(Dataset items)
#![allow(dead_code)]

use std::sync::atomic::{AtomicBool, Ordering};
use std::sync::Arc;

use async_trait::async_trait;
use chrono::{DateTime, Utc};
use lazy_static::lazy_static;
use session_authority::auth::{ClientContext, SessionAuthority};
use session_authority::configuration::AuthSettings;
use session_authority::error::StoreError;
use session_authority::store::{MemoryStore, RefreshSession, SessionStore};
use session_authority::telemetry::{get_subscriber, init_subscriber};

// Logs are discarded unless TEST_LOG is set.
lazy_static! {
    static ref TRACING: () = {
        if std::env::var("TEST_LOG").is_ok() {
            let _ = init_subscriber(get_subscriber("debug", std::io::stdout));
        } else {
            let _ = init_subscriber(get_subscriber("debug", std::io::sink));
        }
    };
}

/// Low iteration count keeps hashing fast in debug builds.
pub const TEST_HASH_ITERATIONS: u32 = 1_000;

pub struct TestApp {
    pub authority: SessionAuthority<MemoryStore, MemoryStore>,
    pub store: Arc<MemoryStore>,
    pub settings: AuthSettings,
}

pub fn test_settings() -> AuthSettings {
    AuthSettings::new(
        "integration-access-secret-at-least-32-bytes",
        "integration-refresh-secret-at-least-32-bytes",
    )
    .with_hash_iterations(TEST_HASH_ITERATIONS)
}

pub fn spawn_app() -> TestApp {
    spawn_app_with(test_settings())
}

pub fn spawn_app_with(settings: AuthSettings) -> TestApp {
    lazy_static::initialize(&TRACING);

    let store = Arc::new(MemoryStore::new());
    let authority = SessionAuthority::new(&settings, store.clone(), store.clone())
        .expect("Failed to build session authority");

    TestApp {
        authority,
        store,
        settings,
    }
}

pub fn client() -> ClientContext {
    ClientContext {
        user_agent: Some("integration-test/1.0".to_string()),
        client_address: Some("127.0.0.1".to_string()),
        request_id: Some(uuid::Uuid::new_v4().to_string()),
    }
}

/// Session store whose writes can be switched to fail, as a lost database would.
#[derive(Default)]
pub struct UnreliableSessionStore {
    pub inner: MemoryStore,
    fail_writes: AtomicBool,
}

impl UnreliableSessionStore {
    pub fn fail_writes(&self, fail: bool) {
        self.fail_writes.store(fail, Ordering::SeqCst);
    }

    fn check(&self) -> Result<(), StoreError> {
        if self.fail_writes.load(Ordering::SeqCst) {
            return Err(StoreError::Unavailable("connection refused".to_string()));
        }
        Ok(())
    }
}

#[async_trait]
impl SessionStore for UnreliableSessionStore {
    async fn insert_session(&self, session: &RefreshSession) -> Result<(), StoreError> {
        self.check()?;
        self.inner.insert_session(session).await
    }

    async fn find_session(&self, id: &str) -> Result<Option<RefreshSession>, StoreError> {
        self.inner.find_session(id).await
    }

    async fn rotate_session(
        &self,
        old_id: &str,
        revoked_at: DateTime<Utc>,
        new_session: &RefreshSession,
    ) -> Result<(), StoreError> {
        self.check()?;
        self.inner.rotate_session(old_id, revoked_at, new_session).await
    }

    async fn revoke_session(
        &self,
        id: &str,
        revoked_at: DateTime<Utc>,
    ) -> Result<bool, StoreError> {
        self.check()?;
        self.inner.revoke_session(id, revoked_at).await
    }
}

pub struct UnreliableApp {
    pub authority: SessionAuthority<MemoryStore, UnreliableSessionStore>,
    pub sessions: Arc<UnreliableSessionStore>,
}

pub fn spawn_unreliable_app() -> UnreliableApp {
    lazy_static::initialize(&TRACING);

    let users = Arc::new(MemoryStore::new());
    let sessions = Arc::new(UnreliableSessionStore::default());
    let authority = SessionAuthority::new(&test_settings(), users, sessions.clone())
        .expect("Failed to build session authority");

    UnreliableApp {
        authority,
        sessions,
    }
}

- TASK:
Copy the records above exactly, from the first line through the line containing "pub const TEST_HASH_ITERATIONS: u32 = 1_000;", and include nothing else.

- ANSWER AREA:
#![allow(dead_code)]

use std::sync::atomic::{AtomicBool, Ordering};
use std::sync::Arc;

use async_trait::async_trait;
use chrono::{DateTime, Utc};
use lazy_static::lazy_static;
use session_authority::auth::{ClientContext, SessionAuthority};
use session_authority::configuration::AuthSettings;
use session_authority::error::StoreError;
use session_authority::store::{MemoryStore, RefreshSession, SessionStore};
use session_authority::telemetry::{get_subscriber, init_subscriber};

// Logs are discarded unless TEST_LOG is set.
lazy_static! {
    static ref TRACING: () = {
        if std::env::var("TEST_LOG").is_ok() {
            let _ = init_subscriber(get_subscriber("debug", std::io::stdout));
        } else {
            let _ = init_subscriber(get_subscriber("debug", std::io::sink));
        }
    };
}

/// Low iteration count keeps hashing fast in debug builds.
pub const TEST_HASH_ITERATIONS: u32 = 1_000;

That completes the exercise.